AMY GOODMAN: This is Democracy Now!, democracynow.org, The War and Peace Report. I’m Amy Goodman.

In Gaza, the Israeli military’s brutal attack on Shifa Hospital, the largest hospital in Gaza, is continuing for the third day. Dozens have been killed, others forced to evacuate amidst intense bombardment and shelling on the hospital and surrounding area. Tens of thousands of wounded and displaced Palestinians have been seeking shelter at Shifa. The Israeli army said in a statement it had, quote, “eliminated” 90 people at the hospital and detained 300. Among those arrested was Al Jazeera journalist Mahmoud Eliwa. His arrest comes two days after another Al Jazeera journalist, Ismail al-Ghoul, was beaten, stripped naked and detained in the cold for 12 hours before he was released.

Elsewhere in Gaza, 24 people were killed in an Israeli attack at the Kuwait Roundabout, where Palestinians had gathered for aid. Another 27 were killed in an Israeli attack on the Nuseirat refugee camp in central Gaza. Among those killed yesterday was Raed al-Banna, the director of police investigations in northern Gaza, responsible for securing and facilitating the entry of aid trucks into northern Gaza. His death comes one day after Israeli forces killed another senior police officer in Gaza, Faiq Mabhouh, who was in charge of coordinating aid distribution in the north. This comes as the World Health Organization warned Tuesday many infants in Gaza are on the “brink of death” due to the lack of food.

Meanwhile, Israeli Prime Minister Benjamin Netanyahu repeated his determination to invade Gaza’s southernmost town, Rafah, where some 1.4 million people from across Gaza have been forcibly displaced. On Monday, Netanyahu agreed in a phone call with President Biden to send a team of Israeli officials to Washington to meet with Biden administration officials, after Biden urged him to find an “alternative approach” to a full-scale ground invasion of Rafah. But on Tuesday, Netanyahu told a parliamentary committee that while he would listen to U.S. proposals “out of respect” for Biden, he said, quote, “We are determined to complete the elimination of these Hamas battalions in Rafah. There’s no way to do this without a ground incursion,” he said.

The official death toll in Gaza is approaching 32,000, with over 74,000 people wounded.

For more, we’re joined by Democratic Senator Chris Van Hollen of Maryland. In January, he traveled to the Egyptian side of the Rafah border crossing. He’s joining us from Kensington, Maryland.

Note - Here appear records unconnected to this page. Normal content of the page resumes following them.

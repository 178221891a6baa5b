// Batch Inserter
//
// Fans templates out per subscriber and writes them in chunks sized to the
// store's bind parameter ceiling. Chunks are independent: a failing chunk
// leaves every earlier chunk persisted.

use crate::domain::{JobTemplate, PARAMS_PER_ROW};
use crate::error::{AppError, Result};
use crate::port::{per_second, JobStore, Metric, MetricsSink};
use std::sync::Arc;
use std::time::Instant;
use tracing::{debug, error, info};

pub struct BatchInserter {
    store: Arc<dyn JobStore>,
    metrics: Arc<dyn MetricsSink>,
    max_params: usize,
}

impl BatchInserter {
    /// # Arguments
    /// * `max_params` - Bind parameters one insert statement may carry
    pub fn new(store: Arc<dyn JobStore>, metrics: Arc<dyn MetricsSink>, max_params: usize) -> Self {
        Self {
            store,
            metrics,
            max_params,
        }
    }

    /// Rows per insert statement
    pub fn batch_size(&self) -> Result<usize> {
        let batch_size = self.max_params / PARAMS_PER_ROW;
        if batch_size == 0 {
            return Err(AppError::Config(format!(
                "max_params {} is below the {} parameters one row needs",
                self.max_params, PARAMS_PER_ROW
            )));
        }
        Ok(batch_size)
    }

    /// Persist `templates.len() * subscribers` rows. Row `k` is a copy of
    /// `templates[k % templates.len()]`.
    ///
    /// Returns the number of rows written.
    pub async fn persist(&self, templates: &[JobTemplate], subscribers: u32) -> Result<u64> {
        if templates.is_empty() || subscribers == 0 {
            return Ok(0);
        }

        let batch_size = self.batch_size()?;
        let total = templates
            .len()
            .checked_mul(subscribers as usize)
            .ok_or_else(|| {
                AppError::Validation(format!(
                    "{} templates for {} subscribers is too many rows",
                    templates.len(),
                    subscribers
                ))
            })?;

        let started = Instant::now();
        let mut written = 0u64;
        let mut chunk = Vec::with_capacity(batch_size.min(total));

        for k in 0..total {
            chunk.push(templates[k % templates.len()].clone());
            if chunk.len() == batch_size || k + 1 == total {
                written += self.insert_chunk(&chunk, written).await?;
                chunk.clear();
            }
        }

        let rate = per_second(written, started.elapsed());
        self.metrics.record(Metric::InsertRate, rate);
        info!(
            rows = written,
            subscribers,
            templates = templates.len(),
            rows_per_sec = rate,
            "Sequence persisted"
        );

        Ok(written)
    }

    async fn insert_chunk(&self, chunk: &[JobTemplate], written_so_far: u64) -> Result<u64> {
        match self.store.insert_batch(chunk).await {
            Ok(n) => {
                debug!(rows = n, "Chunk inserted");
                Ok(n)
            }
            Err(e) => {
                error!(
                    error = %e,
                    chunk_rows = chunk.len(),
                    rows_persisted = written_so_far,
                    "Chunk insert failed, earlier chunks remain persisted"
                );
                Err(e)
            }
        }
    }
}
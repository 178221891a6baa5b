// Sequence Submission Use Case

use crate::application::expander::expand;
use crate::application::inserter::BatchInserter;
use crate::domain::{JobDefaults, Sequence};
use crate::error::Result;
use crate::port::TimeProvider;
use serde::{Deserialize, Serialize};
use std::sync::Arc;
use tracing::info;

/// Submission request as received over the wire
#[derive(Debug, Clone, Serialize, Deserialize)]
pub struct SubmitRequest {
    pub steps: Vec<serde_json::Value>,
    pub subscribers: i64,
}

#[derive(Debug, Clone, Copy, PartialEq, Eq, Serialize, Deserialize)]
pub struct SubmitOutcome {
    pub jobs_scheduled: u64,
}

/// Parses, expands and persists submitted sequences
pub struct SequenceService {
    inserter: Arc<BatchInserter>,
    time_provider: Arc<dyn TimeProvider>,
    defaults: JobDefaults,
}

impl SequenceService {
    pub fn new(
        inserter: Arc<BatchInserter>,
        time_provider: Arc<dyn TimeProvider>,
        defaults: JobDefaults,
    ) -> Self {
        Self {
            inserter,
            time_provider,
            defaults,
        }
    }

    /// Execute a submission. Malformed input is rejected before the store is touched.
    pub async fn submit(&self, req: SubmitRequest) -> Result<SubmitOutcome> {
        let sequence = Sequence::from_request(&req.steps, req.subscribers)?;
        let templates = expand(&sequence.steps, self.time_provider.now(), &self.defaults)?;

        let jobs_scheduled = self
            .inserter
            .persist(&templates, sequence.subscriber_count)
            .await?;

        info!(
            steps = sequence.steps.len(),
            templates = templates.len(),
            subscribers = sequence.subscriber_count,
            jobs_scheduled,
            "Sequence submitted"
        );

        Ok(SubmitOutcome { jobs_scheduled })
    }
}
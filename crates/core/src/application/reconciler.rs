// Stuck-Job Reconciler
//
// Periodically deletes COMPLETED rows and puts FAILED and stalled IN_PROGRESS
// rows back in the queue. Every step runs even if an earlier one failed.

use crate::application::worker::ShutdownToken;
use crate::domain::JobStatus;
use crate::error::{AppError, Result};
use crate::port::{JobStore, Metric, MetricsSink, TimeProvider};
use chrono::{DateTime, TimeDelta, Utc};
use serde::{Deserialize, Serialize};
use std::sync::Arc;
use std::time::Duration;
use tokio::time::{interval, MissedTickBehavior};
use tracing::{error, info};

/// Outcome of one reconciliation pass
#[derive(Debug, Clone, Copy, Default, PartialEq, Eq, Serialize, Deserialize)]
pub struct ReconcileReport {
    pub deleted: u64,
    pub requeued: u64,
    pub queued: Option<i64>,
    pub errors: usize,
}

pub struct StuckJobReconciler {
    store: Arc<dyn JobStore>,
    metrics: Arc<dyn MetricsSink>,
    time_provider: Arc<dyn TimeProvider>,
    max_processing_time: Duration,
}

impl StuckJobReconciler {
    /// # Arguments
    /// * `max_processing_time` - How long a job may stay IN_PROGRESS; also the tick period
    ///
    /// # Errors
    /// - `AppError::Config` if `max_processing_time` is zero
    pub fn new(
        store: Arc<dyn JobStore>,
        metrics: Arc<dyn MetricsSink>,
        time_provider: Arc<dyn TimeProvider>,
        max_processing_time: Duration,
    ) -> Result<Self> {
        if max_processing_time.is_zero() {
            return Err(AppError::Config(
                "max processing time must be greater than zero".to_string(),
            ));
        }
        Ok(Self {
            store,
            metrics,
            time_provider,
            max_processing_time,
        })
    }

    /// Run reconciliation every `max_processing_time` until shutdown.
    /// The first pass runs immediately.
    pub async fn run(&self, mut shutdown: ShutdownToken) -> Result<()> {
        info!(
            max_processing_secs = self.max_processing_time.as_secs(),
            "Reconciler started"
        );

        let mut tick = interval(self.max_processing_time);
        tick.set_missed_tick_behavior(MissedTickBehavior::Delay);

        loop {
            if shutdown.is_shutdown() {
                break;
            }
            tokio::select! {
                _ = tick.tick() => {
                    self.tick().await;
                }
                _ = shutdown.wait() => {
                    info!("Reconciler interrupted while waiting");
                    break;
                }
            }
        }

        info!("Reconciler stopped");
        Ok(())
    }

    /// One reconciliation pass
    pub async fn tick(&self) -> ReconcileReport {
        let now = self.time_provider.now();
        let mut report = ReconcileReport::default();

        match self.store.delete_completed().await {
            Ok(n) => report.deleted = n,
            Err(e) => {
                error!(error = %e, "Failed to delete completed jobs");
                report.errors += 1;
            }
        }

        match self.stall_cutoff(now) {
            Ok(cutoff) => match self.store.requeue_stalled(now, cutoff).await {
                Ok(n) => report.requeued = n,
                Err(e) => {
                    error!(error = %e, "Failed to requeue stalled jobs");
                    report.errors += 1;
                }
            },
            Err(e) => {
                error!(error = %e, "Failed to compute stall cutoff");
                report.errors += 1;
            }
        }

        match self.store.count_by_status(JobStatus::Initialized).await {
            Ok(n) => {
                self.metrics.record(Metric::JobsInQueue, n as f64);
                report.queued = Some(n);
            }
            Err(e) => {
                error!(error = %e, "Failed to count queued jobs");
                report.errors += 1;
            }
        }

        info!(
            deleted = report.deleted,
            requeued = report.requeued,
            queued = ?report.queued,
            errors = report.errors,
            "Reconciliation pass complete"
        );
        report
    }

    fn stall_cutoff(&self, now: DateTime<Utc>) -> Result<DateTime<Utc>> {
        TimeDelta::from_std(self.max_processing_time)
            .ok()
            .and_then(|window| now.checked_sub_signed(window))
            .ok_or_else(|| {
                AppError::Config(format!(
                    "max processing time {:?} is out of range",
                    self.max_processing_time
                ))
            })
    }
}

Senator Chris Van Hollen, welcome back to Democracy Now! Thank you so much for joining us. Can you talk about Netanyahu’s threat to launch a full-scale ground invasion of Rafah, and what you want Biden to tell him?

SEN. CHRIS VAN HOLLEN: Well, Amy, it’s good to be with you.

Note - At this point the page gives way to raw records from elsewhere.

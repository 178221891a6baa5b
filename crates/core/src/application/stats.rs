// Queue Statistics Use Case

use crate::domain::JobStatus;
use crate::error::Result;
use crate::port::JobStore;
use serde::{Deserialize, Serialize};
use std::sync::Arc;

/// Row counts per status
#[derive(Debug, Clone, Copy, Default, PartialEq, Eq, Serialize, Deserialize)]
pub struct QueueStats {
    pub initialized: i64,
    pub in_progress: i64,
    pub completed: i64,
    pub failed: i64,
}

pub struct StatsService {
    store: Arc<dyn JobStore>,
}

impl StatsService {
    pub fn new(store: Arc<dyn JobStore>) -> Self {
        Self { store }
    }

    pub async fn snapshot(&self) -> Result<QueueStats> {
        Ok(QueueStats {
            initialized: self.store.count_by_status(JobStatus::Initialized).await?,
            in_progress: self.store.count_by_status(JobStatus::InProgress).await?,
            completed: self.store.count_by_status(JobStatus::Completed).await?,
            failed: self.store.count_by_status(JobStatus::Failed).await?,
        })
    }
}
// Cadence Infrastructure - PostgreSQL Adapter
// Implements: JobStore

mod connection;
mod job_store;
mod migration;

pub use connection::{create_pool, create_pool_in_schema, is_valid_schema_ident};
pub use job_store::{PgJobStore, PG_MAX_BIND_PARAMS};
pub use migration::{run_migrations, SCHEMA_VERSION};

// Note: sqlx::Error conversion is handled by wrapping in helper functions
// due to Rust's orphan rules (cannot implement From<sqlx::Error> for AppError here)
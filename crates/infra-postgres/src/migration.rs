// Migration Runner

use cadence_core::error::{AppError, Result};
use sqlx::PgPool;
use tracing::info;

/// Latest schema version this build knows about
pub const SCHEMA_VERSION: i32 = 2;

/// Serializes concurrent daemons migrating the same database
const MIGRATION_LOCK_KEY: i64 = 0x6361_6465_6e63_65;

const MIGRATIONS: &[(i32, &str, &str)] = &[
    (
        1,
        "Create jobs table",
        include_str!("../migrations/001_create_jobs.sql"),
    ),
    (
        2,
        "Add claimed_at",
        include_str!("../migrations/002_add_claimed_at.sql"),
    ),
];

/// Run database migrations
///
/// All pending migrations are applied in one transaction holding an
/// advisory lock, so either every migration lands or none does.
pub async fn run_migrations(pool: &PgPool) -> Result<()> {
    info!("Running database migrations...");

    let mut tx = pool.begin().await.map_err(migration_error)?;

    sqlx::query("SELECT pg_advisory_xact_lock($1)")
        .bind(MIGRATION_LOCK_KEY)
        .execute(&mut *tx)
        .await
        .map_err(|e| AppError::LockAcquisition(format!("migration lock: {e}")))?;

    sqlx::query(
        "CREATE TABLE IF NOT EXISTS schema_version (
            version INTEGER PRIMARY KEY,
            name TEXT NOT NULL,
            applied_at TIMESTAMPTZ NOT NULL DEFAULT NOW()
        )",
    )
    .execute(&mut *tx)
    .await
    .map_err(migration_error)?;

    let current_version: i32 =
        sqlx::query_scalar("SELECT COALESCE(MAX(version), 0) FROM schema_version")
            .fetch_one(&mut *tx)
            .await
            .map_err(migration_error)?;

    info!("Current schema version: {}", current_version);

    if current_version > SCHEMA_VERSION {
        return Err(AppError::Config(format!(
            "database schema version {current_version} is newer than supported {SCHEMA_VERSION}"
        )));
    }

    for (version, name, sql) in MIGRATIONS {
        if *version <= current_version {
            continue;
        }
        info!("Applying migration {:03}: {}", version, name);

        for statement in split_statements(sql) {
            sqlx::query(&statement)
                .execute(&mut *tx)
                .await
                .map_err(migration_error)?;
        }

        sqlx::query("INSERT INTO schema_version (version, name) VALUES ($1, $2)")
            .bind(*version)
            .bind(*name)
            .execute(&mut *tx)
            .await
            .map_err(migration_error)?;
    }

    tx.commit().await.map_err(migration_error)?;
    info!("All migrations applied successfully");
    Ok(())
}

/// Split a migration file on `;`, dropping comment lines and empty statements
fn split_statements(sql: &str) -> Vec<String> {
    sql.split(';')
        .map(|statement| {
            statement
                .lines()
                .filter(|line| !line.trim().starts_with("--"))
                .collect::<Vec<_>>()
                .join("\n")
                .trim()
                .to_string()
        })
        .filter(|statement| !statement.is_empty())
        .collect()
}

fn migration_error(err: sqlx::Error) -> AppError {
    AppError::Persistence(format!("migration: {err}"))
}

Since my visit to Rafah in January, things have gotten even worse. The situation — the humanitarian situation in Gaza is even more catastrophic. And now, as you said, Prime Minister Netanyahu has said he’s going to ignore President Biden’s requests and launch a full-scale invasion of Rafah.

You know, President Biden was right, in my view, to say that that would be a red line, that you can’t cross it. And so, now it’s going to be very important that the president and the Biden administration back that up and make it clear that they will hold the prime minister accountable.

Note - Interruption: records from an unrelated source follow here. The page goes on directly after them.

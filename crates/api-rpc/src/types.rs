//! RPC Request/Response Types

use cadence_core::application::{QueueStats, SubmitOutcome, SubmitRequest};
use serde::{Deserialize, Serialize};

/// sequence.submit.v1 - Schedule a sequence for a number of subscribers
#[derive(Debug, Clone, Serialize, Deserialize)]
pub struct SubmitSequenceRequest {
    pub steps: Vec<serde_json::Value>,
    pub subscribers: i64,
}

impl From<SubmitSequenceRequest> for SubmitRequest {
    fn from(req: SubmitSequenceRequest) -> Self {
        SubmitRequest {
            steps: req.steps,
            subscribers: req.subscribers,
        }
    }
}

#[derive(Debug, Clone, Serialize, Deserialize)]
pub struct SubmitSequenceResponse {
    pub jobs_scheduled: u64,
}

impl From<SubmitOutcome> for SubmitSequenceResponse {
    fn from(outcome: SubmitOutcome) -> Self {
        Self {
            jobs_scheduled: outcome.jobs_scheduled,
        }
    }
}

/// admin.stats.v1 - Queue depth per status
#[derive(Debug, Clone, Serialize, Deserialize)]
pub struct StatsResponse {
    pub initialized_jobs: i64,
    pub in_progress_jobs: i64,
    pub completed_jobs: i64,
    pub failed_jobs: i64,
    pub uptime_seconds: u64,
}

impl StatsResponse {
    pub fn new(stats: QueueStats, uptime_seconds: u64) -> Self {
        Self {
            initialized_jobs: stats.initialized,
            in_progress_jobs: stats.in_progress,
            completed_jobs: stats.completed,
            failed_jobs: stats.failed,
            uptime_seconds,
        }
    }
}
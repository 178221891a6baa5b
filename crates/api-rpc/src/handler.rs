//! RPC Method Handlers

use crate::error::{throttled, to_rpc_error};
use crate::rate_limiter::RateLimiter;
use crate::types::{StatsResponse, SubmitSequenceRequest, SubmitSequenceResponse};
use cadence_core::application::{SequenceService, StatsService};
use jsonrpsee::types::ErrorObjectOwned;
use std::sync::Arc;
use std::time::Instant;
use tracing::warn;

/// RPC Handler with injected dependencies
pub struct RpcHandler {
    sequences: Arc<SequenceService>,
    stats: Arc<StatsService>,
    rate_limiter: RateLimiter,
    start_time: Instant,
}

impl RpcHandler {
    pub fn new(
        sequences: Arc<SequenceService>,
        stats: Arc<StatsService>,
        rate_limiter: RateLimiter,
    ) -> Self {
        Self {
            sequences,
            stats,
            rate_limiter,
            start_time: Instant::now(),
        }
    }

    /// sequence.submit.v1
    pub async fn submit(
        &self,
        params: SubmitSequenceRequest,
    ) -> Result<SubmitSequenceResponse, ErrorObjectOwned> {
        if !self.rate_limiter.try_acquire() {
            return Err(throttled());
        }

        match self.sequences.submit(params.into()).await {
            Ok(outcome) => Ok(outcome.into()),
            Err(e) => {
                if !e.is_client_error() {
                    warn!(error = %e, "Submission failed");
                }
                Err(to_rpc_error(e))
            }
        }
    }

    /// admin.stats.v1
    pub async fn stats(&self) -> Result<StatsResponse, ErrorObjectOwned> {
        let stats = self.stats.snapshot().await.map_err(to_rpc_error)?;
        Ok(StatsResponse::new(
            stats,
            self.start_time.elapsed().as_secs(),
        ))
    }
}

As you know, the Netanyahu government is going to be sending some officials to Washington this week to discuss how they might go about this Rafah invasion. And I’m very worried, Amy, that the Biden administration will simply get dragged into the planning of this, something that is bound to go terribly wrong, based on what’s happened already in the months of war in Gaza, and then somehow become complicit in Netanyahu’s actions in Rafah. So, I would warn the administration not to get sucked into this, because we’ve seen time and again that at the end of the day, Prime Minister Netanyahu simply ignores the president of the United States. And so we need to do more to make Netanyahu accountable for our requests.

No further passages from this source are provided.